§ **Exercise**
Your answer should be every line from the records that contains "context".

§ **Listed entries**
++++++++++
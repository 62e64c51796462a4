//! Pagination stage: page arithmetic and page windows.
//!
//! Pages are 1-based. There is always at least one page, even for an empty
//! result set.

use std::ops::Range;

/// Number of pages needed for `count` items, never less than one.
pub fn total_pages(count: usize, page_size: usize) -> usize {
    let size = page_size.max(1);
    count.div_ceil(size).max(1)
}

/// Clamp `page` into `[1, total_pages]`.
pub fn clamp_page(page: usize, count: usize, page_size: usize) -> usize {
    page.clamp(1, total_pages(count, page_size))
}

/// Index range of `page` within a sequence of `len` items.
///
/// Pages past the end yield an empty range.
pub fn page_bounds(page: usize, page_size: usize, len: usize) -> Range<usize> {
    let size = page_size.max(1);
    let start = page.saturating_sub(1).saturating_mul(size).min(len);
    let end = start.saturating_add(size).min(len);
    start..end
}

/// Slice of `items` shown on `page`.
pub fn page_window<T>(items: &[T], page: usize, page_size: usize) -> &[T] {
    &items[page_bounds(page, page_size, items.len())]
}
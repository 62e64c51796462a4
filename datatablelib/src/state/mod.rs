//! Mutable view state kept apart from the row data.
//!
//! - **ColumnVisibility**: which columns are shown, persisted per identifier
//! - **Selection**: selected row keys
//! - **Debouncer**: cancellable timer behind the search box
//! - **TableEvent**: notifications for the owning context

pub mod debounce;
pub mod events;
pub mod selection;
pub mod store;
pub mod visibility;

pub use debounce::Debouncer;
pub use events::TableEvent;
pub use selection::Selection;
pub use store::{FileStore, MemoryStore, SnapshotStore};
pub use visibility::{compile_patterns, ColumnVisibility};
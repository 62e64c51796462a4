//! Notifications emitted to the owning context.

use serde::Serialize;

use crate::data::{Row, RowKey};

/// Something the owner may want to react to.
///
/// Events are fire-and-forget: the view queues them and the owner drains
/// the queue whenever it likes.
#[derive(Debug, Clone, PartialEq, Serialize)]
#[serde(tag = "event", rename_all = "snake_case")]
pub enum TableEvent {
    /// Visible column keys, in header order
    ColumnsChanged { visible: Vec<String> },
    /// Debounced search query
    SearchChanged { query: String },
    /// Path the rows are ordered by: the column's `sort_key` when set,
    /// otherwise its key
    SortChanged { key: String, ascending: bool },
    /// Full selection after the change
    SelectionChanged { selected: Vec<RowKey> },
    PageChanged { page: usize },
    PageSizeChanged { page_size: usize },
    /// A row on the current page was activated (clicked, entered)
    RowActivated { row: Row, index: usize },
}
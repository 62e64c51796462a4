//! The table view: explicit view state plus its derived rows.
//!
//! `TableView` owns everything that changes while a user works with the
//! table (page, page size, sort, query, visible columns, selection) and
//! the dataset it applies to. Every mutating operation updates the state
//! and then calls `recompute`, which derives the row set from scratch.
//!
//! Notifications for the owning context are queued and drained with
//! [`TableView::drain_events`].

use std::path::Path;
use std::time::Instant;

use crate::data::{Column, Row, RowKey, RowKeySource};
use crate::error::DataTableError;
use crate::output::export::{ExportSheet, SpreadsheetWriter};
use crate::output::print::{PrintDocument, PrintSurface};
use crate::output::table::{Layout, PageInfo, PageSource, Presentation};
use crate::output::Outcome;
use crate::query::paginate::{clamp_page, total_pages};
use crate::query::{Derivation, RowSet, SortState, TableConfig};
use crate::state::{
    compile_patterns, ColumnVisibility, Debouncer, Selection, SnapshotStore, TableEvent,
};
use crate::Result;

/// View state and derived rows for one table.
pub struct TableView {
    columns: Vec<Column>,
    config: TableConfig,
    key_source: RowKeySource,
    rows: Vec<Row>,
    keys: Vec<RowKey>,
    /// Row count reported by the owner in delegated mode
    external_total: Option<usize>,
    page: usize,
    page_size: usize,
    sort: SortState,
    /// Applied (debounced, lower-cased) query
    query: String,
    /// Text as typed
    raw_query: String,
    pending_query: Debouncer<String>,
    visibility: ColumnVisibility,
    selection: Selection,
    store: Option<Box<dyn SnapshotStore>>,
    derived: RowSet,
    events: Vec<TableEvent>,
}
++++++++++
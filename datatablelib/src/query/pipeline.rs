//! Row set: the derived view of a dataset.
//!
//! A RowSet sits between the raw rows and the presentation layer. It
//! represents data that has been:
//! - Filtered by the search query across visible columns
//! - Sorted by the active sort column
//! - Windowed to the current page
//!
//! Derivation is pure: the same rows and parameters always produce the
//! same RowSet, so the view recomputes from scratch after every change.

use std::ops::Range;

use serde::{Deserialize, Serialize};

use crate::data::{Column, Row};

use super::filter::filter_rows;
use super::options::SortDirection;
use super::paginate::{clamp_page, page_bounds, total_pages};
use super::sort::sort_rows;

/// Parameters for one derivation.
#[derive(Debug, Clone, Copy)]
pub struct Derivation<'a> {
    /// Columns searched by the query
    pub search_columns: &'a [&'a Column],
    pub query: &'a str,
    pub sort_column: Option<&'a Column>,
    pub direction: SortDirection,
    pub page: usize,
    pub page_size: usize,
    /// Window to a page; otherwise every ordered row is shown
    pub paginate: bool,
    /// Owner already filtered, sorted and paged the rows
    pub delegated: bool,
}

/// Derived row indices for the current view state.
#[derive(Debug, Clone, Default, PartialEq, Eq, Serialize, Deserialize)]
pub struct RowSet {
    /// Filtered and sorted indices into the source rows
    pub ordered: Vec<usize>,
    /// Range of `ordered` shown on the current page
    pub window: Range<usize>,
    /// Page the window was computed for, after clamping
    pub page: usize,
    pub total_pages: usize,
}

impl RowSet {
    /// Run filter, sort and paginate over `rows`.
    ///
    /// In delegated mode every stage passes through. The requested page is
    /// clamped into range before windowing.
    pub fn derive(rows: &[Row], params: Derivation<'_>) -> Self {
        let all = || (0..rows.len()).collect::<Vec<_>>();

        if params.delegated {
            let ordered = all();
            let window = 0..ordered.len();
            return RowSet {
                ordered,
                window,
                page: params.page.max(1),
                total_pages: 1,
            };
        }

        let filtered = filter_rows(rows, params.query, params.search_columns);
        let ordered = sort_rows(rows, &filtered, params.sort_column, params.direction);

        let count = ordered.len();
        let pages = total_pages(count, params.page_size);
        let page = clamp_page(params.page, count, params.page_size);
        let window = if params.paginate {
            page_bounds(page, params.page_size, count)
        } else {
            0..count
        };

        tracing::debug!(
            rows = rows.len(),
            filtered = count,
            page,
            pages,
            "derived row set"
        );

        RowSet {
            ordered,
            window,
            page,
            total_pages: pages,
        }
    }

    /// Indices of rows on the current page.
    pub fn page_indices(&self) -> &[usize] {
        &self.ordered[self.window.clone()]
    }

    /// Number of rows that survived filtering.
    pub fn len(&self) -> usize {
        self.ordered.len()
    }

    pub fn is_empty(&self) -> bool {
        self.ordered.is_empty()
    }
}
++++++++++
§ **Written answer**
//! - **TableEvent**: notifications for the owning context
//! Notifications emitted to the owning context.
//! Notifications for the owning context are queued and drained with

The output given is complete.